[Dataset entries]
_ _ _ _ _ _ _

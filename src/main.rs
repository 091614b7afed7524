//! Dots and Boxes - terminal game
//!
//! Logging goes to stderr and is controlled by `RUST_LOG` (default `warn`).

mod cli;

use std::cell::RefCell;
use std::io::{self, Stdout, StdinLock};
use std::rc::Rc;

use anyhow::{bail, Context, Result};
use clap::Parser;
use cli::Cli;
use tracing::{debug, info};
use tracing_subscriber::EnvFilter;

use dots_and_boxes::console::{validate_columns, validate_rows};
use dots_and_boxes::{
    Console, ConsoleSource, GameConfig, GameResult, MoveSource, PlayerKind, TurnError,
};

type Term = Rc<RefCell<Console<StdinLock<'static>, Stdout>>>;

fn main() -> Result<()> {
    let cli = Cli::parse();

    tracing_subscriber::fmt()
        .with_env_filter(EnvFilter::try_from_default_env().unwrap_or_else(|_| EnvFilter::new("warn")))
        .with_writer(io::stderr)
        .init();

    let term: Term = Rc::new(RefCell::new(Console::new(io::stdin().lock(), io::stdout())));
    say(&term, "Welcome to Dots and Boxes!")?;

    let mut seed = cli.seed.unwrap_or_else(rand::random);
    loop {
        let Some((rows, columns)) = board_size(&cli, &term)? else {
            break;
        };

        let (a, b) = cli.mode.kinds();
        let config = GameConfig::default()
            .with_size(rows, columns)
            .with_players(a, b)
            .with_first(cli.first.map(Into::into))
            .with_seed(seed)
            .with_search(cli.search_config(seed));
        info!(seed, "starting game");

        if play(&config, &term)?.is_none() {
            break;
        }

        if !config.has_human() || !term.borrow_mut().confirm("Play again? (y/n): ")? {
            break;
        }
        seed = seed.wrapping_add(1);
    }

    say(&term, "Thank you for playing!")?;
    Ok(())
}

fn say(term: &Term, text: impl std::fmt::Display) -> Result<()> {
    term.borrow_mut().say(text).context("writing to stdout")
}

/// Rows and columns from the flags, or asked for. `None` if input ended.
fn board_size(cli: &Cli, term: &Term) -> Result<Option<(usize, usize)>> {
    let rows = match cli.rows {
        Some(rows) => validate_rows(rows)?,
        None => match term.borrow_mut().ask_rows()? {
            Some(rows) => rows,
            None => return Ok(None),
        },
    };

    let columns = match cli.columns {
        Some(columns) => validate_columns(rows, columns)?,
        None => match term.borrow_mut().ask_columns(rows)? {
            Some(columns) => columns,
            None => return Ok(None),
        },
    };

    Ok(Some((rows, columns)))
}

/// Play one game to the end. `None` if a human's input ended first.
fn play(config: &GameConfig, term: &Term) -> Result<Option<GameResult>> {
    let (mut controller, opening) =
        config.build(|_| -> Box<dyn MoveSource> { Box::new(ConsoleSource::new(Rc::clone(term))) });

    if opening.tossed {
        say(term, "Flipping a coin to decide who goes first...")?;
        say(term, format!("The coin landed on {}", opening.coin_face()))?;
    }
    say(term, format!("{} goes first", opening.first))?;
    say(term, format!("\n{}\n", controller.board()))?;

    loop {
        let Some(player) = controller.active_player() else {
            break;
        };

        match controller.step() {
            Ok(record) => {
                if let Some(stats) = controller.player(player).last_search() {
                    let mut line = format!(
                        "{player} draws {} {} (took {:.2}s",
                        record.edge.low(),
                        record.edge.high(),
                        stats.elapsed_secs()
                    );
                    if stats.nodes > 0 {
                        line += &format!(", {:.0} positions/s", stats.nodes_per_second());
                    }
                    line.push(')');
                    say(term, line)?;
                }
                if record.scored() {
                    say(term, format!("{player} completed a box and moves again"))?;
                }
                say(term, format!("\n{}\n", controller.board()))?;
            }
            Err(TurnError::Rejected(err)) => {
                if controller.player(player).kind() != PlayerKind::Human {
                    bail!("{player} proposed an unplayable move: {err}");
                }
            }
            Err(TurnError::NoMove { player }) => {
                debug!(%player, "input closed");
                return Ok(None);
            }
            Err(TurnError::GameOver) => break,
        }
    }

    let result = controller
        .result()
        .context("game loop ended before every box was owned")?;
    info!(%result, moves = controller.history().len(), "game over");
    say(term, &result)?;
    Ok(Some(result))
}
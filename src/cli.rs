//! Command-line interface for dots-and-boxes.

use clap::{Parser, ValueEnum};

use dots_and_boxes::{PlayerId, PlayerKind, SearchConfig, TurnModel};

/// Dots and Boxes in the terminal against a minimax opponent
#[derive(Parser, Debug)]
#[command(name = "dots-and-boxes")]
#[command(about = "Play Dots and Boxes in the terminal", long_about = None)]
#[command(version)]
pub struct Cli {
    /// Dot rows (prompted for when omitted)
    #[arg(long)]
    pub rows: Option<usize>,

    /// Dot columns (prompted for when omitted)
    #[arg(long)]
    pub columns: Option<usize>,

    /// Who plays A and B: h = human, c = computer
    #[arg(long, value_enum, default_value = "hc")]
    pub mode: Mode,

    /// Seed for the coin toss and the computer's RNG (random when omitted)
    #[arg(long)]
    pub seed: Option<u64>,

    /// Skip the coin toss and let this player start
    #[arg(long, value_enum)]
    pub first: Option<First>,

    /// Leaf budget that sets the computer's search depth
    #[arg(long, default_value_t = SearchConfig::DEFAULT_NODE_BUDGET)]
    pub node_budget: u64,

    /// Let the computer's search grant extra turns for completed boxes
    #[arg(long)]
    pub extra_turns: bool,
}

impl Cli {
    /// Search settings from the flags.
    pub fn search_config(&self, seed: u64) -> SearchConfig {
        let turn_model = if self.extra_turns {
            TurnModel::ExtraTurn
        } else {
            TurnModel::Alternating
        };

        SearchConfig::default()
            .with_node_budget(self.node_budget)
            .with_turn_model(turn_model)
            .with_seed(seed)
    }
}

/// Seat assignment, player A then player B.
#[derive(Clone, Copy, Debug, PartialEq, Eq, ValueEnum)]
pub enum Mode {
    /// Human A, computer B
    Hc,
    /// Computer A, human B
    Ch,
    /// Two humans
    Hh,
    /// Two computers
    Cc,
}

impl Mode {
    pub fn kinds(self) -> (PlayerKind, PlayerKind) {
        use PlayerKind::{Human, Minimax};
        match self {
            Mode::Hc => (Human, Minimax),
            Mode::Ch => (Minimax, Human),
            Mode::Hh => (Human, Human),
            Mode::Cc => (Minimax, Minimax),
        }
    }
}

/// Player chosen with `--first`.
#[derive(Clone, Copy, Debug, PartialEq, Eq, ValueEnum)]
pub enum First {
    A,
    B,
}

impl From<First> for PlayerId {
    fn from(first: First) -> Self {
        match first {
            First::A => PlayerId::A,
            First::B => PlayerId::B,
        }
    }
}

#[cfg(test)]
mod tests {
    use super::*;

    #[test]
    fn test_defaults() {
        let cli = Cli::parse_from(["dots-and-boxes"]);

        assert_eq!(cli.mode, Mode::Hc);
        assert_eq!(cli.node_budget, 19_000);
        assert!(cli.rows.is_none());
        assert_eq!(cli.search_config(1).turn_model, TurnModel::Alternating);
    }

    #[test]
    fn test_flags() {
        let cli = Cli::parse_from([
            "dots-and-boxes",
            "--rows",
            "4",
            "--columns",
            "6",
            "--mode",
            "cc",
            "--first",
            "b",
            "--node-budget",
            "500",
            "--extra-turns",
        ]);

        assert_eq!((cli.rows, cli.columns), (Some(4), Some(6)));
        assert_eq!(cli.mode.kinds(), (PlayerKind::Minimax, PlayerKind::Minimax));
        assert_eq!(cli.first.map(PlayerId::from), Some(PlayerId::B));

        let search = cli.search_config(3);
        assert_eq!(search.node_budget, 500);
        assert_eq!(search.turn_model, TurnModel::ExtraTurn);
        assert_eq!(search.seed, 3);
    }
}
//! Game orchestration.
//!
//! - `config`: `GameConfig`, building a game and tossing for first move
//! - `controller`: `TurnController`, alternation and the extra-turn rule
//! - `result`: `GameResult`

pub mod config;
pub mod controller;
pub mod result;

pub use config::{GameConfig, Opening};
pub use controller::{MoveRecord, TurnController, TurnError, TurnState};
pub use result::GameResult;
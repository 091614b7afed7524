//! Plain-text board drawing.
//!
//! ```text
//!  0  -  1     2
//!  |  A  |
//!  3  -  4     5
//!
//! Player A: 1 Player B: 0
//! ```
//!
//! Dot indices are centred in a three-character field. Drawn horizontal
//! edges show as `-`, drawn vertical edges as `|`, and completed boxes
//! show their owner's letter.

use std::fmt::{self, Write};

use super::edge::Edge;
use super::state::BoardState;
use crate::core::PlayerId;

impl BoardState {
    fn drawn(&self, a: usize, b: usize) -> bool {
        self.edge_status(Edge::new(a, b)).unwrap_or(false)
    }

    fn write_dot_row(&self, f: &mut impl Write, row: usize) -> fmt::Result {
        let columns = self.columns();
        let first = row * columns;

        for dot in first..first + columns - 1 {
            if self.drawn(dot, dot + 1) {
                write!(f, "{dot:^3} - ")?;
            } else {
                write!(f, "{dot:^3}   ")?;
            }
        }
        writeln!(f, "{:^3}", first + columns - 1)
    }

    fn write_box_row(&self, f: &mut impl Write, row: usize) -> fmt::Result {
        let columns = self.columns();

        for column in 0..columns {
            let upper = row * columns + column;
            let bar = if self.drawn(upper, upper + columns) { '|' } else { ' ' };
            write!(f, " {bar} ")?;

            if column + 1 < columns {
                let fill = self.owner_at(row, column).map_or(' ', PlayerId::letter);
                write!(f, " {fill} ")?;
            }
        }
        writeln!(f)
    }
}

impl fmt::Display for BoardState {
    fn fmt(&self, f: &mut fmt::Formatter<'_>) -> fmt::Result {
        if self.rows() > 0 && self.columns() > 0 {
            for row in 0..self.rows() - 1 {
                self.write_dot_row(f, row)?;
                self.write_box_row(f, row)?;
            }
            self.write_dot_row(f, self.rows() - 1)?;
        }

        write!(
            f,
            "\nPlayer A: {} Player B: {}",
            self.score(PlayerId::A),
            self.score(PlayerId::B)
        )
    }
}

#[cfg(test)]
mod tests {
    use super::*;

    #[test]
    fn test_empty_board() {
        let board = BoardState::new(2, 2);

        let expected = " 0     1 \n         \n 2     3 \n\nPlayer A: 0 Player B: 0";
        assert_eq!(board.to_string(), expected);
    }

    #[test]
    fn test_completed_box_shows_owner() {
        let mut board = BoardState::new(2, 3);
        for (a, b) in [(0, 1), (0, 3), (1, 4), (3, 4)] {
            board.apply_dots(a, b, PlayerId::A).unwrap();
        }

        let rendered = board.to_string();
        let lines: Vec<&str> = rendered.lines().collect();

        assert_eq!(lines[0], " 0  -  1     2 ");
        assert_eq!(lines[1], " |  A  |       ");
        assert_eq!(lines[2], " 3  -  4     5 ");
        assert_eq!(lines[4], "Player A: 1 Player B: 0");
    }

    #[test]
    fn test_wide_indices_are_centred() {
        let board = BoardState::new(4, 4);
        let rendered = board.to_string();

        assert!(rendered.contains("12    13    14    15 "));
    }
}
//! Move rejection errors.
//!
//! A rejected move never mutates the board. Callers either retry
//! (interactive input) or treat the rejection as impossible (search,
//! which only proposes open edges).

use derive_more::{Display, Error};
use serde::{Deserialize, Serialize};

use crate::board::Edge;

/// Why a move was rejected by [`BoardState::apply_move`](crate::board::BoardState::apply_move).
#[derive(Clone, Copy, Debug, PartialEq, Eq, Display, Error, Serialize, Deserialize)]
pub enum MoveError {
    /// The pair of dots does not name an edge of this board.
    #[display("{} {} is not an edge on this board", a, b)]
    InvalidEdge {
        /// First dot as supplied.
        a: usize,
        /// Second dot as supplied.
        b: usize,
    },

    /// The edge exists but has already been drawn.
    #[display("edge {} is already claimed", edge)]
    AlreadyClaimed {
        /// The normalized edge.
        edge: Edge,
    },
}
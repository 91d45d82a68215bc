use chrono::{Local, TimeZone, Utc};
use std::sync::atomic::{AtomicI64, Ordering};

/// Source of wall-clock time, in seconds since epoch.
pub trait Clock: Send + Sync {
    fn now(&self) -> i64;
}

/// Clock backed by system time.
#[derive(Debug, Default, Clone, Copy)]
pub struct SystemClock;

impl Clock for SystemClock {
    fn now(&self) -> i64 {
        Utc::now().timestamp()
    }
}

/// Clock which only moves when told to.
#[derive(Debug, Default)]
pub struct ManualClock {
    now: AtomicI64,
}

impl ManualClock {
    pub fn new(now: i64) -> Self {
        ManualClock {
            now: AtomicI64::new(now),
        }
    }

    pub fn set(&self, now: i64) {
        self.now.store(now, Ordering::SeqCst);
    }

    pub fn advance(&self, secs: i64) {
        self.now.fetch_add(secs, Ordering::SeqCst);
    }
}

impl Clock for ManualClock {
    fn now(&self) -> i64 {
        self.now.load(Ordering::SeqCst)
    }
}

/// Render seconds since epoch as local time, just used for log.
pub fn to_datetime(secs: i64) -> String {
    match Local.timestamp_opt(secs, 0).single() {
        Some(dt) => dt.to_rfc3339(),
        None => secs.to_string(),
    }
}

#[cfg(test)]
mod test {
    use super::*;

    #[test]
    fn test_manual_clock() {
        let clock = ManualClock::new(100);
        assert_eq!(clock.now(), 100);
        clock.advance(5);
        assert_eq!(clock.now(), 105);
        clock.set(7);
        assert_eq!(clock.now(), 7);
    }

    #[test]
    fn test_system_clock_after_2020() {
        assert!(SystemClock.now() > 1_577_836_800);
    }
}
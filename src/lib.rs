//! Reconcile sync lib, which keeps a primary key column store and a range queryable search index
//! converged, in both directions.
//!
//! Every pass reads (id, last modified time) summaries of both collections of a [Mapping],
//! classifies each id with a newer-timestamp-wins rule, fetches the records which need to be
//! propagated and writes them with one batched request per direction.
//!
//! The column store can only be scanned fully or looked up by primary key, so its summaries are
//! windowed on the client; the search index filters by time range itself.  Windows start at the
//! previous scan of the same collection, which is only remembered for the process lifetime.
//!
//! Deleted records are not recognized: a record missing on one side is copied back from the other.
//!
//! # ReconcileSyncer example:
//! ```no_run
//! use recon_sync::{Connection, ReconcileSyncer, SyncerConfig};
//!
//! let conf = SyncerConfig::from_file("config.toml").unwrap();
//! let syncer = ReconcileSyncer::from_config(&conf, || {
//!     let conn = Connection::new(&conf)?;
//!     Ok((conn.column_store(), conn.search_index()))
//! })
//! .unwrap();
//! loop {
//!     if let Err(e) = syncer.sync_configured() {
//!         eprintln!("{}", e);
//!     }
//!     std::thread::sleep(conf.get_interval());
//! }
//! ```

#![warn(missing_docs)]

#[doc(hidden)]
pub mod blocking;
mod config;
mod error;
#[allow(missing_docs)]
pub mod mapping;
#[allow(missing_docs)]
pub mod record;

pub use blocking::{
    ColumnStore, Connection, MappingReport, MongoColumnStore, MongoSearchIndex, PassReport,
    ReconcileSyncer, SearchIndex,
};
pub use config::SyncerConfig;
pub use error::{Result, SyncError};
pub use mapping::{CollectionSchema, Mapping};
//! recon_sync configuration, express in toml.
//!
//! Basic configuration file example:
//! ```toml
//! [sync]
//! # seconds to wait between two reconcile passes.
//! interval = 60
//! # how many mappings are reconciled at the same time, 0 means number of cpus.
//! mapping_concurrent = 1
//!
//! [column_store]
//! url = "mongodb://localhost:27017"
//! database = "shop"
//!
//! [column_store.collections.users]
//! id = "id"
//! timestamp = "updated_at"
//! columns = ["name", "email"]
//!
//! [search_index]
//! url = "mongodb://localhost:27018"
//! database = "search"
//!
//! [search_index.collections.user]
//! id = "_id"
//! timestamp = "updated_at"
//! columns = ["full_name", "mail"]
//!
//! [[mappings]]
//! source = "users"
//! sink = "user"
//! ```
use crate::mapping::{CollectionSchema, Mapping};
use crate::{Result, SyncError};
use serde::Deserialize;
use std::collections::HashMap;
use std::path::Path;
use std::time::Duration;

/// Global reconcile syncer configuration.
#[derive(Deserialize, Debug)]
pub struct SyncerConfig {
    #[serde(default)]
    sync: SyncConf,
    column_store: StoreConf,
    search_index: StoreConf,
    #[serde(default)]
    mappings: Vec<MappingConf>,
}

impl SyncerConfig {
    /// read and parse configuration from toml file `path`.
    pub fn from_file(path: impl AsRef<Path>) -> Result<SyncerConfig> {
        let data = std::fs::read(path)?;
        Ok(toml::from_slice(&data)?)
    }

    /// parse configuration from toml text.
    pub fn from_toml(data: &str) -> Result<SyncerConfig> {
        Ok(toml::from_str(data)?)
    }

    /// get column store mongodb url.
    pub fn get_column_store_url(&self) -> &str {
        &self.column_store.url
    }

    /// get column store database name.
    pub fn get_column_store_db(&self) -> &str {
        &self.column_store.database
    }

    /// get search index mongodb url.
    pub fn get_search_index_url(&self) -> &str {
        &self.search_index.url
    }

    /// get search index database name.
    pub fn get_search_index_db(&self) -> &str {
        &self.search_index.database
    }

    /// get interval between two passes.
    pub fn get_interval(&self) -> Duration {
        Duration::from_secs(self.sync.interval)
    }

    /// get how many mappings are reconciled concurrently, always >= 1.
    pub fn get_mapping_concurrent(&self) -> usize {
        match self.sync.mapping_concurrent {
            0 => num_cpus::get(),
            n => n,
        }
    }

    /// Resolve and validate every configured mapping.
    ///
    /// It returns [SyncError::ConfigurationError] when a mapping refers to an undeclared
    /// collection, misses a key, or the two sides of a mapping don't have the same number of
    /// columns.
    pub fn get_mappings(&self) -> Result<Vec<Mapping>> {
        if self.sync.interval == 0 {
            return Err(SyncError::ConfigurationError(
                "sync interval must be greater than 0".to_string(),
            ));
        }
        if self.mappings.is_empty() {
            return Err(SyncError::ConfigurationError(
                "no mappings configured".to_string(),
            ));
        }

        self.mappings
            .iter()
            .map(|m| {
                let source = required(&m.source, "source", "mappings")?;
                let sink = required(&m.sink, "sink", "mappings")?;
                let source = self.column_store.schema(source)?;
                let sink = self.search_index.schema(sink)?;
                Mapping::new(source, sink)
            })
            .collect()
    }
}

/// Sync loop configuration.
#[derive(Deserialize, Debug)]
pub struct SyncConf {
    /// seconds between two passes.
    #[serde(default = "default_interval")]
    interval: u64,
    /// how many mappings are reconciled at the same time.
    #[serde(default = "default_mapping_concurrent")]
    mapping_concurrent: usize,
}

impl Default for SyncConf {
    fn default() -> Self {
        SyncConf {
            interval: default_interval(),
            mapping_concurrent: default_mapping_concurrent(),
        }
    }
}

/// One store endpoint and the collections declared on it.
#[derive(Deserialize, Debug)]
pub struct StoreConf {
    /// mongodb url, begins with 'mongodb://'
    url: String,
    /// database which holds the collections.
    database: String,
    #[serde(default)]
    collections: HashMap<String, CollectionConf>,
}

impl StoreConf {
    fn schema(&self, name: &str) -> Result<CollectionSchema> {
        let conf = self.collections.get(name).ok_or_else(|| {
            SyncError::ConfigurationError(format!(
                "collection {:?} is not declared for database {:?}",
                name, self.database
            ))
        })?;
        Ok(CollectionSchema::new(
            name,
            required(&conf.id, "id", name)?.as_str(),
            required(&conf.timestamp, "timestamp", name)?.as_str(),
            required(&conf.columns, "columns", name)?.clone(),
        ))
    }
}

/// Collection fields declaration.
///
/// Every key is required, they are optional here so a missing one is reported by
/// [SyncerConfig::get_mappings] as a configuration error.
#[derive(Deserialize, Debug)]
pub struct CollectionConf {
    /// field storing the record identifier.
    id: Option<String>,
    /// field storing the record last modified time.
    timestamp: Option<String>,
    /// data fields, positionally matched with the other side.
    columns: Option<Vec<String>>,
}

/// Pair one column store collection with one search index collection.
#[derive(Deserialize, Debug)]
pub struct MappingConf {
    source: Option<String>,
    sink: Option<String>,
}

fn required<'a, T>(value: &'a Option<T>, key: &str, section: &str) -> Result<&'a T> {
    value.as_ref().ok_or_else(|| {
        SyncError::ConfigurationError(format!("missing key {:?} in {:?}", key, section))
    })
}

fn default_interval() -> u64 {
    60
}

fn default_mapping_concurrent() -> usize {
    1
}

_ _ _ _ _ _ _

▶ WORK ITEM
Report all lines above with "users".

▶ TASK SOLUTION
//! [column_store.collections.users]
//! source = "users"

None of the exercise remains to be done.